- What you should do -
Copy out nothing but the line containing "let compiled = ArgumentCompiler::new(one_card(), &catalog)" and the lines that follow it to the end of the entries, exactly as they stand.

- Data listing -
################
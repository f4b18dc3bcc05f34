// Argument compiler engine - independent of the CLI and of any settings backend

pub mod core;
pub mod error;
pub mod hardware;

pub use core::*;
pub use error::{EngineError, EngineResult};
pub use hardware::{DeviceSource, FixedInventory, NvidiaSmi, parse_device_list};
use clap::{Parser, Subcommand};
use std::path::PathBuf;

#[derive(Parser)]
#[command(name = "nvencfg")]
#[command(about = "Compile NVENC settings into ffmpeg arguments", long_about = None)]
pub struct Cli {
    /// Config file to use (defaults to the user config directory)
    #[arg(long, global = true, value_name = "FILE")]
    pub config: Option<PathBuf>,

    /// Increase log verbosity (-v info, -vv debug); RUST_LOG overrides
    #[arg(short, long, global = true, action = clap::ArgAction::Count)]
    pub verbose: u8,

    #[command(subcommand)]
    pub command: Commands,
}

#[derive(Subcommand)]
pub enum Commands {
    /// List NVIDIA devices reported by the device listing tool
    Devices,

    /// Compile the stored settings into encoder arguments
    Args {
        /// Zero-based index of the output video stream
        #[arg(long, default_value_t = 0)]
        stream: usize,

        /// Print all argument lists as JSON
        #[arg(long)]
        json: bool,
    },

    /// Show the full ffmpeg command without executing (dry run)
    Command {
        /// Input file
        #[arg(long)]
        input: String,

        /// Output file
        #[arg(long)]
        output: String,

        /// Zero-based index of the output video stream
        #[arg(long, default_value_t = 0)]
        stream: usize,

        /// Encoder to use (overrides config)
        #[arg(long)]
        encoder: Option<String>,

        /// Insert the hardware upload filter chain (-vf)
        #[arg(long)]
        upload_filter: bool,
    },

    /// Build the settings form, correct stale values and print it as JSON
    Form,

    /// Print a stored setting
    Get {
        /// Setting key (e.g. preset, rateControlLookahead)
        key: String,
    },

    /// Validate and store a setting
    Set {
        /// Setting key (e.g. preset, rateControlLookahead)
        key: String,

        /// New value
        value: String,
    },

    /// List supported NVENC encoders
    Encoders,

    /// Show config status and location, or create default config if missing
    InitConfig,
}

pub fn parse() -> Cli {
    Cli::parse()
}
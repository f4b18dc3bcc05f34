// Library interface for nvencfg
// Exposes the argument compiler, device discovery and form descriptors

pub mod config;
pub mod engine;
pub mod ui;
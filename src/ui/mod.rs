// Settings form surface - descriptors only, rendering belongs to the host

pub mod options;

pub use options::{DescriptorBuilder, InputKind, OptionDescriptor, SliderRange, Visibility};
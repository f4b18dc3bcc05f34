// Config file as the settings store: set, correct, persist, reload

use nvencfg::config::Config;
use nvencfg::engine::{ArgumentCompiler, OptionCatalog, SettingValue, Settings, SettingsExt};
use nvencfg::ui::DescriptorBuilder;
use tempfile::TempDir;

use crate::common::helpers::*;

#[test]
fn test_parsed_values_survive_reload() {
    let temp = TempDir::new().unwrap();
    let path = temp.path().join("config.toml");
    let catalog = OptionCatalog::nvenc();

    let mut config = Config::load_from(&path).unwrap();
    for (key, raw) in [
        ("mode", "standard"),
        ("preset", "p6"),
        ("rateControlLookahead", "16"),
        ("temporalAQEnabled", "true"),
    ] {
        let value = catalog.parse_value(key, raw).unwrap();
        config.set_setting(key, value);
    }
    config.save_to(&path).unwrap();

    let reloaded = Config::load_from(&path).unwrap();
    assert_eq!(reloaded.get_setting("rateControlLookahead"), Some(SettingValue::Int(16)));
    assert_eq!(reloaded.get_setting("temporalAQEnabled"), Some(SettingValue::Bool(true)));

    let compiled = ArgumentCompiler::new(one_card(), &catalog)
        .compile(&reloaded, 0)
        .unwrap();
    assert_eq!(
        compiled.stream_args,
        vec![
            "-preset",
            "p6",
            "-rc-lookahead:v:0",
            "16",
            "-temporal-aq",
            "1",
            "-aq-strength:v:0",
            "8"
        ]
    );
}

#[test]
fn test_form_corrections_are_persisted() {
    let temp = TempDir::new().unwrap();
    let path = temp.path().join("config.toml");
    std::fs::write(
        &path,
        "[settings]\nmode = \"standard\"\ndevice = \"3\"\npreset = \"p0\"\n",
    )
    .unwrap();

    let catalog = OptionCatalog::nvenc();
    let mut config = Config::load_from(&path).unwrap();
    DescriptorBuilder::new(two_cards(), &catalog)
        .build(&mut config)
        .unwrap();
    config.save_to(&path).unwrap();

    let reloaded = Config::load_from(&path).unwrap();
    assert_eq!(reloaded.get_str("device").as_deref(), Some("0"));
    assert_eq!(reloaded.get_str("preset").as_deref(), Some("p4"));
    assert_eq!(reloaded.get_str("mode").as_deref(), Some("standard"));
    assert_eq!(reloaded.settings.len(), catalog.keys().len());
}

#[test]
fn test_tool_section_configures_discovery() {
    let config: Config = toml::from_str(
        "[tool]\nprogram = \"/opt/nvidia/bin/nvidia-smi\"\nargs = [\"--list-gpus\"]\n",
    )
    .unwrap();

    let source = config.tool.device_source();
    assert_eq!(source.program, "/opt/nvidia/bin/nvidia-smi");
    assert_eq!(source.args, vec!["--list-gpus"]);
    assert_eq!(config.tool.encoder, "h264_nvenc");
}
################
- Solution to the problem -
    let compiled = ArgumentCompiler::new(one_card(), &catalog)
        .compile(&reloaded, 0)
        .unwrap();
    assert_eq!(
        compiled.stream_args,
        vec![
            "-preset",
            "p6",
            "-rc-lookahead:v:0",
            "16",
            "-temporal-aq",
            "1",
            "-aq-strength:v:0",
            "8"
        ]
    );
}

#[test]
fn test_form_corrections_are_persisted() {
    let temp = TempDir::new().unwrap();
    let path = temp.path().join("config.toml");
    std::fs::write(
        &path,
        "[settings]\nmode = \"standard\"\ndevice = \"3\"\npreset = \"p0\"\n",
    )
    .unwrap();

    let catalog = OptionCatalog::nvenc();
    let mut config = Config::load_from(&path).unwrap();
    DescriptorBuilder::new(two_cards(), &catalog)
        .build(&mut config)
        .unwrap();
    config.save_to(&path).unwrap();

    let reloaded = Config::load_from(&path).unwrap();
    assert_eq!(reloaded.get_str("device").as_deref(), Some("0"));
    assert_eq!(reloaded.get_str("preset").as_deref(), Some("p4"));
    assert_eq!(reloaded.get_str("mode").as_deref(), Some("standard"));
    assert_eq!(reloaded.settings.len(), catalog.keys().len());
}

#[test]
fn test_tool_section_configures_discovery() {
    let config: Config = toml::from_str(
        "[tool]\nprogram = \"/opt/nvidia/bin/nvidia-smi\"\nargs = [\"--list-gpus\"]\n",
    )
    .unwrap();

    let source = config.tool.device_source();
    assert_eq!(source.program, "/opt/nvidia/bin/nvidia-smi");
    assert_eq!(source.args, vec!["--list-gpus"]);
    assert_eq!(config.tool.encoder, "h264_nvenc");
}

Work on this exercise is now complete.